Updated: The Pros and Cons of SSD in the Enterprise

Editor’s Note: Because solid state drive technology is continuing to progress in the areas of TCO, durability, speed, and energy consumption we thought it would be a good idea to update our first pass at the pros and cons of this technology to see what has changed and where the advancements are taking the adoption curve.

Buzz surrounding solid state disks (SSD) is at an all time high and growing daily. For consumers that can pony up the price, the choice between hard disk drives (HDD) and SSDs is a slam-dunk. For enterprises, the question is a bit stickier and not just because of the per-unit sticker price.

“The relatively high expense of SSDs is only worthwhile if you actually reduce overall complexity and cost for your virtual machine (VM) environment,” said Ed Lee, architect for storage start-up Tintri and a member of the original Berkeley RAID team. “Eliminating complexity and packaging this technology in a form that solves VM storage problems requires re-examining how storage systems are built from the ground up.”

Given that VMs are the order of the day in enterprise IT, this particular sticking point is problematic. SSDs suffer from “write amplification” and latency spikes. “Custom-designed flash has the potential to avoid some aspects of these problems, but requires using non-standard, non-commodity products, which are very expensive and require lots of custom software,” said Lee. “Fortunately, intelligent software techniques can circumvent the write amplification and latency spike issues of commodity SSDs.”

The biggest barriers to SSD adoption for VM applications, then, are cost per gigabyte of SSD and delivering flash technology in a form that works well for VMs.

To SSD or not

The storage industry has been trapped within the confines of HDD so long that it’s hard for them to visualize another way. There’s the draw of familiarity and the fear of the new to overcome.

“SSDs are a profoundly different media than mechanical disk and promise to be a game-changing tool in continuing to improve application performance,” explained Matt Kixmoeller, VP of Products at PURE Storage. “They combat the dramatic data growth and increasingly randomized I/O issues that are currently stressing the data center.”

However, he said, advancements in the internal architecture of enterprise storage arrays to better handle flash “will be a crucial step in adopting this technology,” because current-generation arrays that were built for rotating disks simply can’t meet the demands of flash.

“SSD technologies are game changing and they drive a whole new thought pattern around persistent storage,” agreed Burton Group Analyst Gene Ruth.

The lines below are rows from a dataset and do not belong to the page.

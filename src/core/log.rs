use tracing::level_filters::LevelFilter;
use tracing_subscriber::{
    EnvFilter, filter::Targets, fmt, prelude::__tracing_subscriber_SubscriberExt,
    util::SubscriberInitExt,
};

/// Installs a global subscriber for the crate. Safe to call more than once;
/// later calls are ignored.
pub fn init_logging(verbose: bool) {
    let (level_filter, level) = if verbose {
        (LevelFilter::DEBUG, "debug")
    } else {
        (LevelFilter::WARN, "warn")
    };
    let crate_filter = Targets::new().with_target("marketfeed", level_filter);
    let env_filter = EnvFilter::try_from_default_env().unwrap_or_else(|_| EnvFilter::new(level));

    let _ = tracing_subscriber::registry()
        .with(fmt::layer().pretty().without_time())
        .with(crate_filter)
        .with(env_filter)
        .try_init();
}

This has led to a prevailing preference for hybrid data centers combining both HDDs and SSDs in a multi-tiered approach. The SSDs are in the top (logical) tier, providing access to selected high-volume and high-demand data, while the HDDs are in a lower tier, supporting bulk storage and lower-demand data. Intelligent algorithms decide the data split between tiers, although there are some concerns that critical processes can accidentally end up in the wrong tier.

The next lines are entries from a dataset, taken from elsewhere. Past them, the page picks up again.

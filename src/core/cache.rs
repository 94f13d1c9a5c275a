use async_trait::async_trait;
use chrono::{DateTime, Duration, Utc};
use std::sync::Arc;
use thiserror::Error;

use crate::core::request::{DataRequest, RequestClass};
use crate::core::series::FetchResult;

#[derive(Debug, Error)]
pub enum CacheError {
    #[error("storage error: {0}")]
    Storage(#[from] fjall::Error),
    #[error("serialization error: {0}")]
    Serialization(#[from] serde_json::Error),
    #[error("io error: {0}")]
    Io(#[from] std::io::Error),
}

/// A cached series. The payload is shared and never mutated once stored.
#[derive(Debug, Clone)]
pub struct CacheEntry {
    pub key: String,
    pub payload: Arc<FetchResult>,
    pub created_at: DateTime<Utc>,
    pub expires_at: DateTime<Utc>,
}

impl CacheEntry {
    pub fn new(key: String, payload: Arc<FetchResult>, ttl: Duration, now: DateTime<Utc>) -> Self {
        CacheEntry {
            key,
            payload,
            created_at: now,
            expires_at: now + ttl,
        }
    }

    pub fn is_expired_at(&self, now: DateTime<Utc>) -> bool {
        now > self.expires_at
    }
}

/// Derives the cache key for a request.
///
/// The key is `SYMBOL:<hash>`; the symbol prefix lets a whole symbol be
/// invalidated at once. `as_of` is rounded down to `bucket` so requests made
/// within the same bucket share an entry.
pub fn cache_key(request: &DataRequest, class: RequestClass, bucket: Duration) -> String {
    let bucket_secs = bucket.num_seconds().max(1);
    let bucket_start = request.as_of().timestamp().div_euclid(bucket_secs) * bucket_secs;

    let mut hasher = blake3::Hasher::new();
    hasher.update(request.symbol().as_str().as_bytes());
    hasher.update(b"|");
    hasher.update(request.period().as_str().as_bytes());
    hasher.update(b"|");
    hasher.update(request.interval().as_str().as_bytes());
    hasher.update(b"|");
    hasher.update(class.as_str().as_bytes());
    hasher.update(b"|");
    hasher.update(&bucket_start.to_le_bytes());
    let digest = hasher.finalize().to_hex();

    format!("{}:{}", request.symbol(), &digest[..32])
}

/// Prefix shared by every key of one symbol.
pub fn symbol_prefix(symbol: &str) -> String {
    format!("{symbol}:")
}

/// One tier of the cache.
#[async_trait]
pub trait KeyValueCollection: Send + Sync {
    async fn get(&self, key: &str) -> Result<Option<CacheEntry>, CacheError>;
    async fn put(&self, entry: &CacheEntry) -> Result<(), CacheError>;
    async fn remove(&self, key: &str) -> Result<(), CacheError>;
    /// Removes every key starting with `prefix`, returning how many were dropped.
    async fn remove_prefix(&self, prefix: &str) -> Result<usize, CacheError>;
    async fn clear(&self) -> Result<(), CacheError>;
}

#[cfg(test)]
mod tests {
    use super::*;
    use crate::core::request::{Interval, Period, Symbol};
    use chrono::TimeZone;

    fn request(symbol: &str, minute: u32) -> DataRequest {
        DataRequest::new(
            Symbol::parse(symbol).unwrap(),
            Period::OneMonth,
            Interval::Daily,
            Utc.with_ymd_and_hms(2024, 3, 4, 10, minute, 0).unwrap(),
        )
        .unwrap()
    }

    #[test]
    fn test_key_is_stable_within_bucket() {
        let bucket = Duration::hours(1);
        let a = cache_key(&request("abc", 5), RequestClass::Historical, bucket);
        let b = cache_key(&request("ABC", 55), RequestClass::Historical, bucket);
        assert_eq!(a, b);
        assert!(a.starts_with(&symbol_prefix("ABC")));
    }

    #[test]
    fn test_key_differs_by_class_and_symbol() {
        let bucket = Duration::hours(1);
        let historical = cache_key(&request("ABC", 5), RequestClass::Historical, bucket);
        let quote = cache_key(&request("ABC", 5), RequestClass::Quote, bucket);
        let other = cache_key(&request("XYZ", 5), RequestClass::Historical, bucket);
        assert_ne!(historical, quote);
        assert_ne!(historical, other);
    }

    #[test]
    fn test_entry_expiry() {
        let now = Utc.with_ymd_and_hms(2024, 3, 4, 10, 0, 0).unwrap();
        let payload = Arc::new(FetchResult::new(
            vec![],
            crate::core::source::SourceId::Primary,
            now,
        ));
        let entry = CacheEntry::new("k".into(), payload, Duration::seconds(10), now);
        assert!(!entry.is_expired_at(now + Duration::seconds(10)));
        assert!(entry.is_expired_at(now + Duration::seconds(11)));
    }
}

“The current ‘best practice’ in large data centers is to use (relatively) small-capacity drives and only partially load the drives,” said Michael Willett, storage security strategist with Samsung. “This results in more aggregate read/write heads and better performance moving data dynamically. At these smaller capacities, SSDs are currently more price-competitive.”

Thus total cost impact is likely to take precedence over unit costs. “The decision to purchase SSD is almost always driven by a compelling return on investment (ROI),” said Ron Lloyd, product marketing manager at EMC Corp. “The combination of SSD technology, SATA technology, and advanced quality of service software features has changed how customers evaluate and plan their storage investments.”

The pros …

Recent Improvements – Over the last 18 months, SSDs have grown to support a much larger feature set including compression, de-duplication and AES-256 encryption. “Performance has also improved with new controllers leveraging the SATA III 6Gbps interface and current generation SATA III SSDs can now achieve more than 500MB/s read/write, which is nearly double what previous generation SSDs were doing not long ago,” said Alex Mei, CMO of OCZ Technology. “In addition, PCIe based SSDs are now delivering 4K random write performance of well above 100,000 IOPS making them even more viable for tiered storage solutions.”